I genuinely believed that the most difficult part of this whole episode was Jack being in hospital , and while that was absolutely horrific and brutal, his journey back to health has been really difficult too.
In the early days Jack cried a lot as he struggled to process what had happened to him, he followed me literally everywhere and sought constant reassurance that I wouldn’t leave him . I took leave from work as we tried desperately to reassure him while all the while being terrified that he would end up back in hospital. The help that we were promised from mental health extended clinical service never materialised , so it was down to us once again to take charge and get Chan rehabilitated. Now I should point out that neither Ian or myself knew anything about mental health rehab but we do know Jack so I just started taking him back out into the community as we had always done and hoping for the best .
This is where the bumpy ride really starts. One of our first outings was to the GP surgery to collect a prescription, straight forward enough right? Yeah not so much as it turns out, we arrived and collected our prescription easily enough , however Jack decided that he wanted to stay at the surgery and assume the role of meeter and greeter, when I disagreed with his new career choice and tried to get him to leave he took a dive that Christiano Ronaldo would have been proud of . He lay in front of the reception desk ( all 6ft of him) screaming bloody murder. Now I am pretty sure that there is an approved technique for dealing with this type of situation, but I don’t know this technique so I tried a tried and tested Port Talbot technique and said ” get up you bloody tit”, I’m fairly certain this is not a recommended technique as theorised by E Emerson et al but it worked for us. On another of our outings Jack was feeling unsettled and vulnerable in Aldi so he grabbed a little old lady whilst crying hysterically, as I tried desperately to extrapolate him the old doll started to panic that he was trying to steal her purse , FML.

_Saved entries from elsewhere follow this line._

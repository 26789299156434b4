use crate::BackendError;
use serde::Serialize;
use serde_json::Value;
use std::fmt;
use std::path::{Path, PathBuf};
use std::sync::atomic::AtomicBool;
use std::sync::Arc;
use tracing::warn;
use vm_config::{Provider, VmConfig};

/// Directory under the project root holding generated, disposable
/// descriptors (compose file, Vagrant machine state).
pub const GENERATED_DIR: &str = ".vm";

/// Everything a backend needs to act on one project's unit.
#[derive(Debug, Clone)]
pub struct UnitSpec {
    pub config: VmConfig,
    /// The merged document, forwarded to the playbook as-is.
    pub document: Value,
    pub project_dir: PathBuf,
    /// Host home directory, for the optional AI-tool sync mounts.
    pub home_dir: Option<PathBuf>,
}

impl UnitSpec {
    pub fn unit_name(&self) -> String {
        self.config.unit_name()
    }

    pub fn generated_dir(&self) -> PathBuf {
        self.project_dir.join(GENERATED_DIR)
    }
}

/// Process-wide settings shared by every call on a backend.
#[derive(Debug, Clone)]
pub struct BackendOptions {
    /// Installation root holding `providers/` and `shared/`.
    pub tool_dir: PathBuf,
    pub debug: bool,
    /// Raised by the interrupt handler to end an attached session.
    pub terminate: Arc<AtomicBool>,
}

impl BackendOptions {
    pub fn new(tool_dir: impl Into<PathBuf>) -> Self {
        Self {
            tool_dir: tool_dir.into(),
            debug: false,
            terminate: Arc::new(AtomicBool::new(false)),
        }
    }

    pub fn tool_path(&self, rel: impl AsRef<Path>) -> PathBuf {
        self.tool_dir.join(rel)
    }
}

/// Backend primitives. `reload` is deliberately absent: the dispatcher
/// composes it from `Halt` and `Up`.
#[derive(Debug, Clone, Copy, PartialEq, Eq, Hash, Serialize)]
#[serde(rename_all = "lowercase")]
pub enum Op {
    Up,
    Ssh,
    Halt,
    Destroy,
    Status,
    Provision,
    Logs,
    Exec,
    Kill,
    List,
}

impl Op {
    pub fn as_str(self) -> &'static str {
        match self {
            Self::Up => "up",
            Self::Ssh => "ssh",
            Self::Halt => "halt",
            Self::Destroy => "destroy",
            Self::Status => "status",
            Self::Provision => "provision",
            Self::Logs => "logs",
            Self::Exec => "exec",
            Self::Kill => "kill",
            Self::List => "list",
        }
    }
}

impl fmt::Display for Op {
    fn fmt(&self, f: &mut fmt::Formatter<'_>) -> fmt::Result {
        f.write_str(self.as_str())
    }
}

#[derive(Debug, Clone, Copy, PartialEq, Eq, Serialize)]
#[serde(rename_all = "lowercase")]
pub enum UnitState {
    Absent,
    Created,
    Running,
    Stopped,
}

impl fmt::Display for UnitState {
    fn fmt(&self, f: &mut fmt::Formatter<'_>) -> fmt::Result {
        f.write_str(match self {
            Self::Absent => "absent",
            Self::Created => "created",
            Self::Running => "running",
            Self::Stopped => "stopped",
        })
    }
}

#[derive(Debug, Clone, PartialEq, Eq, Serialize)]
pub struct UnitStatus {
    pub unit: String,
    pub provider: Provider,
    pub state: UnitState,
    /// Raw state string from the underlying tool.
    pub detail: Option<String>,
}

#[derive(Debug, Clone, PartialEq, Eq, Serialize)]
pub struct UnitSummary {
    pub name: String,
    pub project: Option<String>,
    pub state: String,
}

pub trait Backend: Send + Sync {
    fn provider(&self) -> Provider;

    fn available(&self) -> bool;

    /// Create (first time) or start the unit. First creation provisions it.
    fn up(&self, spec: &UnitSpec) -> Result<(), BackendError>;

    /// Interactive shell, or one non-interactive command when `command` is
    /// non-empty. `relative_cwd` is relative to the project root.
    fn ssh(
        &self,
        spec: &UnitSpec,
        relative_cwd: &Path,
        command: &[String],
    ) -> Result<(), BackendError>;

    fn halt(&self, spec: &UnitSpec) -> Result<(), BackendError>;

    /// Remove the unit and every generated descriptor.
    fn destroy(&self, spec: &UnitSpec) -> Result<(), BackendError>;

    fn status(&self, spec: &UnitSpec) -> Result<UnitStatus, BackendError>;

    /// Re-run the shared playbook in a running unit.
    fn provision(&self, spec: &UnitSpec) -> Result<(), BackendError>;

    fn logs(&self, spec: &UnitSpec, follow: bool) -> Result<(), BackendError>;

    /// Run `command` in the workspace root without a login shell prompt.
    fn exec(&self, spec: &UnitSpec, command: &[String]) -> Result<(), BackendError>;

    /// Forced stop. Succeeds when the unit is already gone.
    fn kill(&self, spec: &UnitSpec) -> Result<(), BackendError>;

    /// Every unit this tool created on this backend.
    fn list(&self) -> Result<Vec<UnitSummary>, BackendError>;

    /// Commands `op` would run, for `--dry-run`.
    fn plan(&self, op: Op, spec: &UnitSpec) -> Vec<String>;
}

/// Outcome of a forced stop. The kill has already been attempted; `state`
/// is only consulted when it failed, and a unit that is no longer running
/// counts as stopped. If the state cannot be read either, the kill error
/// stands.
pub(crate) fn settle_kill(
    unit: &str,
    attempt: Result<(), BackendError>,
    state: impl FnOnce() -> Result<UnitState, BackendError>,
) -> Result<(), BackendError> {
    let Err(e) = attempt else {
        return Ok(());
    };
    match state() {
        Ok(UnitState::Running) | Err(_) => Err(e),
        Ok(other) => {
            warn!("kill reported an error but {unit} is {other}: {e}");
            Ok(())
        }
    }
}

pub fn select_backend(provider: Provider, options: &BackendOptions) -> Box<dyn Backend> {
    match provider {
        Provider::Docker => Box::new(crate::docker::DockerBackend::new(options.clone())),
        Provider::Vagrant => Box::new(crate::vagrant::VagrantBackend::new(options.clone())),
    }
}

#[cfg(test)]
pub(crate) mod test_support {
    use super::*;
    use serde_json::json;
    use vm_config::{default_document, merge};

    pub fn spec_with(project_dir: &Path, overlay: &Value) -> UnitSpec {
        let mut base = json!({"project": {"name": "demo", "hostname": "dev.demo.local"}});
        vm_config::merge_into(&mut base, overlay);
        let document = merge(default_document(), &base);
        UnitSpec {
            config: VmConfig::from_value(&document).unwrap(),
            document,
            project_dir: project_dir.to_path_buf(),
            home_dir: Some(PathBuf::from("/home/alice")),
        }
    }

    pub fn spec(project_dir: &Path) -> UnitSpec {
        spec_with(project_dir, &json!({}))
    }
}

We decided to try Swansea for a shopping trip , we went into a designer shop as Jack wanted underwear. When they were not immediately apparent Jack physically grabbed a man that worked there and demanded to know “where are your pants?” Again I should point out that Jack is big and loud so I am pretty certain that the guy crapped his pants whilst I desperately tried to explain. On to the next shop, Debenhams the department store to buy make up , all going well until Jack turned around to speak to the lady standing behind us in the queue. Now unfortunately the lady had gone a little overboard with the old make up and her eye brows looked like they had been drawn on with a bingo dabber, Jack said ” hi (pause) oh I am sorry about your face love”, it was difficult to tell if she blushed but I most certainly did.

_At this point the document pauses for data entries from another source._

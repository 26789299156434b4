use super::{core_failure, json_pretty, Invocation, EXIT_SUCCESS};
use console::style;
use vm_core::{Dispatcher, Outcome, Plan, Verb};

/// `up`, `ssh`, `halt`, `destroy`, `reload`, `provision`, `logs`, `exec`
/// and `kill`.
pub fn run(inv: &Invocation, verb: &Verb) -> Result<u8, String> {
    let project = inv.project()?;
    inv.ensure_prereqs(project.provider)?;
    let backend = inv.backend(project.provider);
    let dispatcher = Dispatcher::new(&inv.ctx, backend.as_ref());

    // Children of these verbs report their own failures on the terminal.
    let quiet = matches!(verb, Verb::Ssh { .. } | Verb::Exec { .. } | Verb::Logs { .. });

    match dispatcher.run(&project, verb) {
        Ok(Outcome::Plan(plan)) => print_plan(&plan, inv.json),
        Ok(Outcome::Done | Outcome::Status(_)) => {
            if let Some(done) = completion_message(verb) {
                eprintln!(
                    "{} {} {done}",
                    style("✓").green(),
                    project.spec.unit_name()
                );
            }
            Ok(EXIT_SUCCESS)
        }
        Err(e) => core_failure(&e, quiet),
    }
}

fn completion_message(verb: &Verb) -> Option<&'static str> {
    match verb {
        Verb::Up | Verb::Reload => Some("is running"),
        Verb::Halt => Some("stopped"),
        Verb::Destroy => Some("destroyed"),
        Verb::Provision => Some("provisioned"),
        Verb::Kill => Some("killed"),
        _ => None,
    }
}

pub fn print_plan(plan: &Plan, json: bool) -> Result<u8, String> {
    if json {
        println!("{}", json_pretty(plan)?);
    } else {
        println!(
            "dry run: {} {} ({}, config {})",
            plan.verb,
            plan.unit,
            plan.provider,
            plan.config_path.display()
        );
        for (i, step) in plan.steps.iter().enumerate() {
            println!("  {}. {step}", i + 1);
        }
    }
    Ok(EXIT_SUCCESS)
}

The following day we went out to a supermarket to print some photographs and do some shopping , pretty safe right? Well on that day the printers weren’t working and Jack lost his shit , started crying and shouting and ultimately headbutting the screens. We attracted a lot of attention whilst the security guard quickly made his way over to us, we made a quick exit. However our outings started to become less fraught as Jack adjusted to his new reality, his new meds slowly started to work and things became a little easier. The outbursts are far less frequent now, well apart from this week when Jack took a fancy a nasty faux fur coat in a shop , I said he couldn’t have it and he started grabbing the coat whilst shouting ” I am f*****g having it” while I walked away and pretended I wasn’t with him , oh and on Wednesday he decreed that he was going to sleep the night in Tesco because I wouldn’t buy him full fat Pepsi.
Through this bumpy ride I have felt like giving up many times, it just seemed too difficult and so incredibly overwhelming . However where my babies are concerned that is never ever an option . The hard work is now paying off as Jack is so much better , he is laughing and smiling again. I mean things are never going to be “normal” but normal is boring anyway.